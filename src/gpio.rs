use crate::consts;
use crate::error::{Error, Result};
use std::fmt;

#[derive(Debug, Clone, Copy, PartialEq, Eq, Hash)]
pub enum GpioDirection {
    Input,
    Output,
}

#[derive(Debug, Clone, Copy, PartialEq, Eq, Hash)]
pub enum GpioLevel {
    Low,
    High,
}

impl GpioLevel {
    #[inline]
    pub fn is_high(self) -> bool {
        self == GpioLevel::High
    }
}

impl From<bool> for GpioLevel {
    fn from(high: bool) -> Self {
        if high {
            GpioLevel::High
        } else {
            GpioLevel::Low
        }
    }
}

impl From<GpioLevel> for bool {
    fn from(level: GpioLevel) -> Self {
        level.is_high()
    }
}

/// Represents a valid GPIO pin number (1-8), as printed on the CM108/CM119
/// datasheets (GPIO1-GPIO8).
/// Use `GpioPin::new(num)` to create.
#[derive(Debug, Clone, Copy, PartialEq, Eq, PartialOrd, Ord, Hash)]
pub struct GpioPin(u8);

impl GpioPin {
    /// Creates a new GpioPin, returning `Error::InvalidPin` if the number is out of range (1-8).
    pub fn new(pin_num: u8) -> Result<Self> {
        if (1..=consts::GPIO_COUNT).contains(&pin_num) {
            Ok(GpioPin(pin_num))
        } else {
            Err(Error::InvalidPin { pin: pin_num })
        }
    }

    /// Iterates over GPIO1..GPIO8 in order.
    pub fn all() -> impl Iterator<Item = GpioPin> {
        (1..=consts::GPIO_COUNT).map(GpioPin)
    }

    /// Returns the pin number (1-8).
    #[inline]
    pub fn number(&self) -> u8 {
        self.0
    }

    /// Returns the bit index (0-7) of this pin in the report bytes.
    #[inline]
    pub fn bit_index(&self) -> u8 {
        self.0 - 1
    }

    /// Returns the bit mask (1 << bit_index) for report bytes.
    #[inline]
    pub fn mask(&self) -> u8 {
        1u8 << self.bit_index()
    }
}

impl TryFrom<u8> for GpioPin {
    type Error = Error;

    fn try_from(pin_num: u8) -> Result<Self> {
        GpioPin::new(pin_num)
    }
}

impl fmt::Display for GpioPin {
    fn fmt(&self, f: &mut fmt::Formatter<'_>) -> fmt::Result {
        write!(f, "GPIO{}", self.0)
    }
}

/// A set of GPIO pins, stored as one bit per pin (bit n-1 = pin n).
///
/// Used by [`SessionConfig`](crate::SessionConfig) to describe which pins
/// are wired so that driving them is safe. What counts as safe depends on
/// the board the codec is soldered to, so the policy is supplied by the
/// caller.
#[derive(Debug, Clone, Copy, PartialEq, Eq, Hash)]
pub struct PinMask(u8);

impl PinMask {
    pub const NONE: PinMask = PinMask(0x00);
    pub const ALL: PinMask = PinMask(0xFF);

    /// Builds a mask from raw bits (bit n-1 = pin n).
    pub const fn from_bits(bits: u8) -> Self {
        PinMask(bits)
    }

    /// Builds a mask from pin numbers, rejecting any outside 1-8.
    pub fn from_pins(pins: &[u8]) -> Result<Self> {
        pins.iter().try_fold(PinMask::NONE, |mask, &num| {
            Ok(mask.with(GpioPin::new(num)?))
        })
    }

    #[inline]
    pub fn bits(&self) -> u8 {
        self.0
    }

    #[inline]
    pub fn contains(&self, pin: GpioPin) -> bool {
        self.0 & pin.mask() != 0
    }

    #[must_use]
    pub fn with(self, pin: GpioPin) -> Self {
        PinMask(self.0 | pin.mask())
    }

    /// Iterates over the pins in the mask in ascending order.
    pub fn pins(&self) -> impl Iterator<Item = GpioPin> + '_ {
        GpioPin::all().filter(move |pin| self.contains(*pin))
    }
}

impl Default for PinMask {
    fn default() -> Self {
        PinMask::ALL
    }
}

* * * *

* What you have to do:
In full and without alteration, return the listing above.

* The completed task:
filename src/gpio.rs
use crate::consts;
use crate::error::{Error, Result};
use std::fmt;

#[derive(Debug, Clone, Copy, PartialEq, Eq, Hash)]
pub enum GpioDirection {
    Input,
    Output,
}

#[derive(Debug, Clone, Copy, PartialEq, Eq, Hash)]
pub enum GpioLevel {
    Low,
    High,
}

impl GpioLevel {
    #[inline]
    pub fn is_high(self) -> bool {
        self == GpioLevel::High
    }
}

impl From<bool> for GpioLevel {
    fn from(high: bool) -> Self {
        if high {
            GpioLevel::High
        } else {
            GpioLevel::Low
        }
    }
}

impl From<GpioLevel> for bool {
    fn from(level: GpioLevel) -> Self {
        level.is_high()
    }
}

/// Represents a valid GPIO pin number (1-8), as printed on the CM108/CM119
/// datasheets (GPIO1-GPIO8).
/// Use `GpioPin::new(num)` to create.
#[derive(Debug, Clone, Copy, PartialEq, Eq, PartialOrd, Ord, Hash)]
pub struct GpioPin(u8);

impl GpioPin {
    /// Creates a new GpioPin, returning `Error::InvalidPin` if the number is out of range (1-8).
    pub fn new(pin_num: u8) -> Result<Self> {
        if (1..=consts::GPIO_COUNT).contains(&pin_num) {
            Ok(GpioPin(pin_num))
        } else {
            Err(Error::InvalidPin { pin: pin_num })
        }
    }

    /// Iterates over GPIO1..GPIO8 in order.
    pub fn all() -> impl Iterator<Item = GpioPin> {
        (1..=consts::GPIO_COUNT).map(GpioPin)
    }

    /// Returns the pin number (1-8).
    #[inline]
    pub fn number(&self) -> u8 {
        self.0
    }

    /// Returns the bit index (0-7) of this pin in the report bytes.
    #[inline]
    pub fn bit_index(&self) -> u8 {
        self.0 - 1
    }

    /// Returns the bit mask (1 << bit_index) for report bytes.
    #[inline]
    pub fn mask(&self) -> u8 {
        1u8 << self.bit_index()
    }
}

impl TryFrom<u8> for GpioPin {
    type Error = Error;

    fn try_from(pin_num: u8) -> Result<Self> {
        GpioPin::new(pin_num)
    }
}

impl fmt::Display for GpioPin {
    fn fmt(&self, f: &mut fmt::Formatter<'_>) -> fmt::Result {
        write!(f, "GPIO{}", self.0)
    }
}

/// A set of GPIO pins, stored as one bit per pin (bit n-1 = pin n).
///
/// Used by [`SessionConfig`](crate::SessionConfig) to describe which pins
/// are wired so that driving them is safe. What counts as safe depends on
/// the board the codec is soldered to, so the policy is supplied by the
/// caller.
#[derive(Debug, Clone, Copy, PartialEq, Eq, Hash)]
pub struct PinMask(u8);

impl PinMask {
    pub const NONE: PinMask = PinMask(0x00);
    pub const ALL: PinMask = PinMask(0xFF);

    /// Builds a mask from raw bits (bit n-1 = pin n).
    pub const fn from_bits(bits: u8) -> Self {
        PinMask(bits)
    }

    /// Builds a mask from pin numbers, rejecting any outside 1-8.
    pub fn from_pins(pins: &[u8]) -> Result<Self> {
        pins.iter().try_fold(PinMask::NONE, |mask, &num| {
            Ok(mask.with(GpioPin::new(num)?))
        })
    }

    #[inline]
    pub fn bits(&self) -> u8 {
        self.0
    }

    #[inline]
    pub fn contains(&self, pin: GpioPin) -> bool {
        self.0 & pin.mask() != 0
    }

    #[must_use]
    pub fn with(self, pin: GpioPin) -> Self {
        PinMask(self.0 | pin.mask())
    }

    /// Iterates over the pins in the mask in ascending order.
    pub fn pins(&self) -> impl Iterator<Item = GpioPin> + '_ {
        GpioPin::all().filter(move |pin| self.contains(*pin))
    }
}

impl Default for PinMask {
    fn default() -> Self {
        PinMask::ALL
    }
}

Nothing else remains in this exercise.